OK, so I suppose I should account for myself... like where I've been, you know, and why I've left nothing for you Astonished Head... uh, Heads to read but great piles of nothing, stinking up the place like Ninth Ward carpeting.
So anyway... I'm on steroids.
No, not the big head - inflating kind. Methylprednisolone, a corticosteroid brought to you by the makers of LSD.
I've written before about my amazing exploding face. Well... it finally got so bad that I procured some Rhinocort - - another steroid preparation - - but then discovered that I needed some oral steroids to jumpstart it. See, the insides of my nostrils had basically become a set of swollen red bricks. So the spray couldn't really get where it needed to go.

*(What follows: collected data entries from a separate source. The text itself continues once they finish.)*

#[test]
fn missing_colon_still_reads_value() {
    let parse = assert_roundtrip("a { b c; }");
    let rule = find(parse.root(), RULE);
    assert!(rule.named_slot("colon").unwrap().is_missing());
    assert_eq!(find(rule, PROPERTY_VALUE_TOKEN).text(), "c");
    let missing = parse.missing_nodes();
    assert_eq!(missing.len(), 1);
    assert_eq!(missing[0].kind(), COLON_TOKEN);
}

#[test]
fn missing_selector_after_combinator() {
    let parse = assert_roundtrip("a > { }");
    let missing = parse.missing_nodes();
    assert_eq!(missing.len(), 1);
    assert_eq!(missing[0].kind(), SELECTOR_PART);
}

#[test]
fn unterminated_comment_runs_to_end() {
    let parse = assert_roundtrip("a { } /* never closed\n b { }");
    assert_eq!(find_all(parse.root(), RULE_SET).len(), 1);
}

#[test]
fn tab_width_affects_locations() {
    let source = "\ta {";
    let narrow = parse_with_options(source, &ParseOptions::new().tab_width(2));
    let wide = parse(source);
    assert_eq!(narrow.diagnostics()[0].location.column, 6);
    assert_eq!(wide.diagnostics()[0].location.column, 8);
}

#[test]
fn debug_dump() {
    let parse = parse("a{b:c;}");
    insta::assert_snapshot!(format!("{:#?}", parse.root()).trim_end(), @r#"
    DOCUMENT@0..7
      LIST@0..7
        RULE_SET@0..7
          LIST@0..1
            SELECTOR_WITH_NAVIGATION_EXPRESSION@0..1
              SELECTOR@0..1
                LIST@0..1
                  SELECTOR_PART@0..1
                    LIST@0..1
                      SELECTOR_SUB_PART@0..1
                        IDENTIFIER_TOKEN@0..1 "a"
          BLOCK@1..7
            OPEN_CURLY_BRACE_TOKEN@1..2 "{"
            LIST@2..6
              RULE@2..6
                PROPERTY_NAME@2..3
                  IDENTIFIER@2..3
                    IDENTIFIER_TOKEN@2..3 "b"
                COLON_TOKEN@3..4 ":"
                PROPERTY_VALUE@4..5
                  PROPERTY_VALUE_TOKEN@4..5 "c"
                SEMICOLON_TOKEN@5..6 ";"
            CLOSE_CURLY_BRACE_TOKEN@6..7 "}"
      END_OF_FILE_TOKEN@7..7 ""
    "#);
}

mod proptests {
    use super::*;
    use proptest::prelude::*;

    /// Arbitrary text over the characters UVSS cares about.
    fn noise() -> impl Strategy<Value = String> {
        prop::string::string_regex(r"[#.*a-z0-9 \t\r\n{}():;,<>=!|@$\[\]/~-]{0,80}").unwrap()
    }

    fn identifier() -> impl Strategy<Value = String> {
        prop::string::string_regex("[A-Za-z][A-Za-z0-9_-]{0,8}")
            .unwrap()
            .prop_filter("keywords are not identifiers", |s| {
                !uvss_tokenizer::KEYWORDS.contains(&s.as_str())
            })
    }

    fn selector() -> impl Strategy<Value = String> {
        let part = (
            prop_oneof![Just(""), Just("#"), Just(".")],
            identifier(),
            prop_oneof![Just(""), Just(":hover")],
        )
            .prop_map(|(qualifier, name, pseudo)| format!("{qualifier}{name}{pseudo}"))
            .boxed();
        let combinator = prop_oneof![Just(" "), Just(" > "), Just(" >> "), Just("\n")];
        (part.clone(), prop::collection::vec((combinator, part), 0..3)).prop_map(|(first, rest)| {
            rest.into_iter()
                .fold(first, |acc, (combinator, part)| format!("{acc}{combinator}{part}"))
        })
    }

    fn rule() -> impl Strategy<Value = String> {
        (identifier(), identifier(), any::<bool>()).prop_map(|(name, value, important)| {
            let important = if important { " !important" } else { "" };
            format!("    {name}: {value}{important};")
        })
    }

    fn document() -> impl Strategy<Value = String> {
        let rule_set = (selector(), prop::collection::vec(rule(), 0..4))
            .prop_map(|(selector, rules)| format!("{selector} {{\n{}\n}}", rules.join("\n")));
        prop::collection::vec(rule_set, 0..4).prop_map(|sets| sets.join("\n\n"))
    }

    fn check_widths(node: SyntaxNode<'_>) -> Result<(), TestCaseError> {
        let expected: u32 = if node.is_token() {
            node.leading_trivia().map(|t| t.full_width()).sum::<u32>()
                + node.text().len() as u32
                + node.trailing_trivia().map(|t| t.full_width()).sum::<u32>()
        } else if node.is_trivia() && node.structure().is_none() {
            node.text().len() as u32
        } else {
            node.child_nodes().map(|c| c.full_width()).sum()
        };
        prop_assert_eq!(node.full_width(), expected, "{:?}", node);
        Ok(())
    }

    fn check_missingness(node: SyntaxNode<'_>) -> Result<(), TestCaseError> {
        if node.is_token() || node.is_trivia() {
            return Ok(());
        }
        let children: Vec<_> = node.child_nodes().collect();
        let expected = !children.is_empty() && children.iter().all(|c| c.is_missing());
        prop_assert_eq!(node.is_missing(), expected, "{:?}", node);
        Ok(())
    }

    proptest! {
        #[test]
        fn roundtrip_arbitrary_input(input in noise()) {
            let parse = parse(&input);
            prop_assert_eq!(parse.root().to_full_string(), input);
        }

        #[test]
        fn widths_add_up(input in noise()) {
            let parse = parse(&input);
            let root = parse.root();
            prop_assert_eq!(root.full_width() as usize, input.len());
            check_widths(root)?;
            for node in root.descendant_nodes(None, true) {
                check_widths(node)?;
            }
        }

        #[test]
        fn token_spans_match_source(input in noise()) {
            let parse = parse(&input);
            for token in parse.root().tokens() {
                prop_assert_eq!(token.span().slice(&input), token.text());
            }
        }

        #[test]
        fn missingness_propagates(input in noise()) {
            let parse = parse(&input);
            for node in parse.root().descendant_nodes(None, true) {
                check_missingness(node)?;
            }
        }

        #[test]
        fn generated_documents_parse_cleanly(input in document()) {
            let parse = parse(&input);
            prop_assert_eq!(parse.root().to_full_string(), input.clone());
            prop_assert!(parse.is_ok(), "{:?}", parse.diagnostics());
        }
    }
}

I'm breathing fine now. Unfortunately, methylprednisolone mimics a certain naturally - occurring andrenergic hormone... the same hormone that opens up the old schnoz when I go on a long bikeride. So I was awake for about 72 hours straight this past week. I also feel like I'm about to get jumped by some sort of predatory beast with illuminated retinas, sharp pointy teeth, and a rough tongue specially designed for licking off the thin nutritious membrane that surrounds my bones.
Which, of course, is exactly what I was trying to avoid when I quit pseudoepehedrine.

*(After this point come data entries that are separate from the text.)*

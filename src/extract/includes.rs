//! Include directive collection.
//!
//! This runs on the raw text, not the scrubbed text: to the scrubber a
//! quoted include path is a string literal and its content would already be
//! blanked. Paths are kept exactly as written (delimiters stripped, nothing
//! resolved), in source order, duplicates included.

use once_cell::sync::Lazy;
use regex::Regex;

static INCLUDE_RE: Lazy<Regex> =
    Lazy::new(|| Regex::new(r#"#include\s*[<"]([^>"]+)[>"]"#).unwrap());

pub(crate) fn collect_includes(raw: &str) -> Vec<String> {
    INCLUDE_RE
        .captures_iter(raw)
        .map(|caps| caps[1].to_string())
        .collect()
}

I don't doubt that this course of steroids and the atrocious histamine apocalypse that required it have contributed to my sour, unproductive mood. But the mood was only exacerbated by these things. The August blog doldrums slid straight into the steroid slump, and if I'm not careful the Big Winter Quiet will get me, too, and then suddenly it's 2006 and the last thing I'll have written about is what a loopy ponce Mr. Sullivan was about the whole FEMA thing.
But things will pick up. I know this to be true, because I've got a Wacky Plan.